**WHAT THE EXERCISE ASKS**
Report each line of the entries that contains the word "expect", copied in full.

Stored data entries:
☆ ☆ ☆ ☆ ☆ ☆ ☆

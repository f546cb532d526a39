//! Retry policy for rate-limited MusicBrainz responses.
//!
//! Implements exponential backoff with configurable parameters. A
//! `Retry-After` value sent by the server replaces the computed delay.

use std::time::Duration;

/// Retry policy implementing exponential backoff.
#[derive(Debug, Clone, PartialEq)]
pub struct RetryPolicy {
    /// Total attempts per request, the first one included.
    pub max_attempts: u32,
    /// Delay before the first retry.
    pub initial_backoff: Duration,
    /// Cap for both computed and server-requested delays.
    pub max_backoff: Duration,
    /// Multiplier applied to the delay after each retry.
    pub backoff_multiplier: f64,
}

impl RetryPolicy {
    /// Whether another attempt may follow attempt number `attempt` (1-based).
    pub fn should_retry(&self, attempt: u32) -> bool {
        attempt < self.max_attempts
    }

    /// Delay after failed attempt number `attempt` (1-based).
    ///
    /// `initial_backoff * multiplier^(attempt - 1)`, or `retry_after` when the
    /// server sent one, capped at `max_backoff`.
    pub fn delay(&self, attempt: u32, retry_after: Option<Duration>) -> Duration {
        if let Some(retry_after) = retry_after {
            return retry_after.min(self.max_backoff);
        }

        let exponent = attempt.saturating_sub(1).min(i32::MAX as u32) as i32;
        let backoff = self.initial_backoff.as_secs_f64() * self.backoff_multiplier.powi(exponent);
        Duration::try_from_secs_f64(backoff.min(self.max_backoff.as_secs_f64()))
            .unwrap_or(self.max_backoff)
    }
}

impl Default for RetryPolicy {
    fn default() -> Self {
        Self {
            max_attempts: 3,
            initial_backoff: Duration::from_millis(1000),
            max_backoff: Duration::from_secs(30),
            backoff_multiplier: 2.0,
        }
    }
}

/// Parses a `Retry-After` header given in seconds. HTTP dates are ignored.
pub fn parse_retry_after(value: &str) -> Option<Duration> {
    value.trim().parse::<u64>().ok().map(Duration::from_secs)
}
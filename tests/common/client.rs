//! HTTP client for end-to-end tests
//!
//! This module provides a high-level HTTP client that wraps reqwest
//! and provides methods for all server endpoints.
//!
//! When API routes or request formats change, update only this file.

use super::constants::*;
use reqwest::Response;
use serde_json::{json, Value};
use std::time::Duration;

pub struct TestClient {
    /// The underlying reqwest client (public for custom requests in tests)
    pub client: reqwest::Client,
    /// The base URL of the test server
    pub base_url: String,
}

impl TestClient {
    pub fn new(base_url: String) -> Self {
        let client = reqwest::Client::builder()
            .timeout(Duration::from_secs(REQUEST_TIMEOUT_SECS))
            .build()
            .expect("Failed to build reqwest client");

        Self { client, base_url }
    }

    pub async fn home(&self) -> Response {
        self.client
            .get(format!("{}/", self.base_url))
            .send()
            .await
            .expect("Home request failed")
    }

    /// POST /v1/score with an arbitrary JSON body
    pub async fn score_raw(&self, body: Value) -> Response {
        self.client
            .post(format!("{}/v1/score", self.base_url))
            .json(&body)
            .send()
            .await
            .expect("Score request failed")
    }

    pub async fn score(&self, resource_url: &str) -> Response {
        self.score_raw(json!({ "resourceUrl": resource_url })).await
    }

    pub async fn score_page(&self, resource_url: &str, page_index: u32, page_size: u32) -> Response {
        self.score_raw(json!({
            "resourceUrl": resource_url,
            "pageIndex": page_index,
            "pageSize": page_size,
        }))
        .await
    }

    pub async fn now_playing(&self, user_token: Option<&str>) -> Response {
        let mut request = self
            .client
            .get(format!("{}/v1/now-playing", self.base_url));
        if let Some(token) = user_token {
            request = request.bearer_auth(token);
        }
        request.send().await.expect("Now playing request failed")
    }

    pub async fn blacklist(&self) -> Response {
        self.client
            .get(format!("{}/v1/blacklist", self.base_url))
            .send()
            .await
            .expect("Blacklist request failed")
    }

    pub async fn involvements(&self) -> Response {
        self.client
            .get(format!("{}/v1/involvements", self.base_url))
            .send()
            .await
            .expect("Involvements request failed")
    }
}
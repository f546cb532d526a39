pub mod config;
mod http_layers;
pub mod involvements;
pub mod metrics;
pub mod server;
pub mod state;

pub use config::ServerConfig;
pub use http_layers::*;
pub use server::{make_app, run_server};
pub use state::ServerState;
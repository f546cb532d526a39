//! MusicBrainz WS/2 client.
//!
//! Every request goes through the shared gateway throttle. Responses with
//! status 503 or 429 are retried per [`RetryPolicy`]; every other failure is
//! returned at once.

use super::dto::{RecordingDto, RecordingSearchDto, ReleaseDto};
use super::retry_policy::{parse_retry_after, RetryPolicy};
use super::MetadataError;
use crate::gateway::CacheGateway;
use crate::server::metrics::record_upstream_call;
use anyhow::Context;
use reqwest::header::RETRY_AFTER;
use reqwest::StatusCode;
use serde::de::DeserializeOwned;
use std::sync::Arc;
use std::time::Duration;
use tracing::{debug, warn};

#[derive(Debug, Clone)]
pub struct MusicBrainzConfig {
    pub base_url: String,
    pub user_agent: String,
    pub timeout_sec: u64,
}

impl Default for MusicBrainzConfig {
    fn default() -> Self {
        Self {
            base_url: "https://musicbrainz.org/ws/2".to_string(),
            user_agent: concat!("diddymeter-server/", env!("CARGO_PKG_VERSION")).to_string(),
            timeout_sec: 30,
        }
    }
}

enum Attempt<T> {
    Done(T),
    RateLimited(Option<Duration>),
}

pub struct MusicBrainzClient {
    client: reqwest::Client,
    base_url: String,
    retry_policy: RetryPolicy,
    gateway: Arc<CacheGateway>,
}

impl MusicBrainzClient {
    pub fn new(
        config: MusicBrainzConfig,
        retry_policy: RetryPolicy,
        gateway: Arc<CacheGateway>,
    ) -> anyhow::Result<Self> {
        let client = reqwest::Client::builder()
            .user_agent(&config.user_agent)
            .timeout(Duration::from_secs(config.timeout_sec))
            .build()
            .context("Failed to create MusicBrainz HTTP client")?;

        Ok(Self {
            client,
            base_url: config.base_url.trim_end_matches('/').to_string(),
            retry_policy,
            gateway,
        })
    }

    /// Recordings matching a Lucene `query`, best match first.
    pub async fn search_recordings(&self, query: &str) -> Result<Vec<RecordingDto>, MetadataError> {
        let url = format!("{}/recording", self.base_url);
        let key = format!("mb-search-{}", query);
        let search: RecordingSearchDto = self
            .gateway
            .cached(&key, || {
                self.get_json(&url, vec![("query", query.to_string()), ("fmt", "json".to_string())])
            })
            .await?;
        Ok(search.recordings)
    }

    /// A recording with its artist relationships.
    pub async fn recording_with_relations(&self, id: &str) -> Result<RecordingDto, MetadataError> {
        let url = format!("{}/recording/{}", self.base_url, id);
        self.gateway
            .cached(&format!("mb-recording-{}", id), || {
                self.get_json(
                    &url,
                    vec![("inc", "artist-rels".to_string()), ("fmt", "json".to_string())],
                )
            })
            .await
    }

    /// A release with its labels and artist credits.
    pub async fn release(&self, id: &str) -> Result<ReleaseDto, MetadataError> {
        let url = format!("{}/release/{}", self.base_url, id);
        self.gateway
            .cached(&format!("mb-release-{}", id), || {
                self.get_json(
                    &url,
                    vec![("inc", "labels+artists".to_string()), ("fmt", "json".to_string())],
                )
            })
            .await
    }

    async fn get_json<T: DeserializeOwned>(
        &self,
        url: &str,
        query: Vec<(&str, String)>,
    ) -> Result<T, MetadataError> {
        let mut attempt = 1;
        loop {
            let outcome = self
                .gateway
                .throttled(self.attempt_json(url, &query))
                .await?;

            let retry_after = match outcome {
                Attempt::Done(value) => return Ok(value),
                Attempt::RateLimited(retry_after) => retry_after,
            };

            if !self.retry_policy.should_retry(attempt) {
                warn!("MusicBrainz still rate limiting {} after {} attempts", url, attempt);
                return Err(MetadataError::RateLimited { attempts: attempt });
            }

            let delay = self.retry_policy.delay(attempt, retry_after);
            warn!(
                "MusicBrainz rate limited attempt {} for {}, retrying in {:?}",
                attempt, url, delay
            );
            tokio::time::sleep(delay).await;
            attempt += 1;
        }
    }

    async fn attempt_json<T: DeserializeOwned>(
        &self,
        url: &str,
        query: &[(&str, String)],
    ) -> Result<Attempt<T>, MetadataError> {
        debug!("GET {} {:?}", url, query);
        let response = self
            .client
            .get(url)
            .query(query)
            .send()
            .await
            .map_err(|e| {
                record_upstream_call("musicbrainz", "error");
                MetadataError::Unavailable(format!("request to {} failed: {}", url, e))
            })?;

        let status = response.status();
        if status == StatusCode::SERVICE_UNAVAILABLE || status == StatusCode::TOO_MANY_REQUESTS {
            record_upstream_call("musicbrainz", "rate_limited");
            let retry_after = response
                .headers()
                .get(RETRY_AFTER)
                .and_then(|v| v.to_str().ok())
                .and_then(parse_retry_after);
            return Ok(Attempt::RateLimited(retry_after));
        }
        if !status.is_success() {
            record_upstream_call("musicbrainz", "error");
            return Err(MetadataError::Unavailable(format!(
                "{} returned status {}",
                url, status
            )));
        }

        record_upstream_call("musicbrainz", "ok");
        let body = response.text().await.map_err(|e| {
            MetadataError::Unavailable(format!("failed to read body of {}: {}", url, e))
        })?;
        serde_json::from_str(&body)
            .map(Attempt::Done)
            .map_err(|e| MetadataError::Parse(format!("{}: {}", url, e)))
    }
}
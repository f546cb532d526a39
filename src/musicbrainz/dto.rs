//! MusicBrainz WS/2 JSON shapes. Serialize is derived so lookups can be cached
//! in their wire form.

use serde::{Deserialize, Serialize};

#[derive(Debug, Clone, PartialEq, Serialize, Deserialize)]
pub struct NameIdDto {
    pub id: String,
    #[serde(default)]
    pub name: String,
}

#[derive(Debug, Clone, PartialEq, Serialize, Deserialize)]
pub struct ArtistCreditDto {
    #[serde(default)]
    pub name: String,
    pub artist: NameIdDto,
}

#[derive(Debug, Clone, PartialEq, Serialize, Deserialize)]
pub struct ReleaseSummaryDto {
    pub id: String,
    #[serde(default)]
    pub title: String,
    #[serde(default)]
    pub date: Option<String>,
    #[serde(default)]
    pub status: Option<String>,
}

#[derive(Debug, Clone, PartialEq, Serialize, Deserialize)]
pub struct RelationDto {
    #[serde(rename = "type", default)]
    pub relation_type: Option<String>,
    #[serde(default)]
    pub artist: Option<NameIdDto>,
}

#[derive(Debug, Clone, PartialEq, Serialize, Deserialize)]
pub struct RecordingDto {
    pub id: String,
    #[serde(default)]
    pub title: String,
    #[serde(rename = "artist-credit", default)]
    pub artist_credit: Vec<ArtistCreditDto>,
    #[serde(default)]
    pub releases: Vec<ReleaseSummaryDto>,
    #[serde(default)]
    pub relations: Vec<RelationDto>,
}

#[derive(Debug, Clone, PartialEq, Serialize, Deserialize)]
pub struct RecordingSearchDto {
    #[serde(default)]
    pub recordings: Vec<RecordingDto>,
}

#[derive(Debug, Clone, PartialEq, Serialize, Deserialize)]
pub struct LabelInfoDto {
    #[serde(default)]
    pub label: Option<NameIdDto>,
}

#[derive(Debug, Clone, PartialEq, Serialize, Deserialize)]
pub struct ReleaseDto {
    pub id: String,
    #[serde(default)]
    pub title: String,
    #[serde(default)]
    pub date: Option<String>,
    #[serde(rename = "artist-credit", default)]
    pub artist_credit: Vec<ArtistCreditDto>,
    #[serde(rename = "label-info", default)]
    pub label_info: Vec<LabelInfoDto>,
}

☆ ☆ ☆ ☆ ☆ ☆ ☆

**RESULT**
            .expect("Failed to build reqwest client");
            .expect("Home request failed")
            .expect("Score request failed")
        request.send().await.expect("Now playing request failed")
            .expect("Blacklist request failed")
            .expect("Involvements request failed")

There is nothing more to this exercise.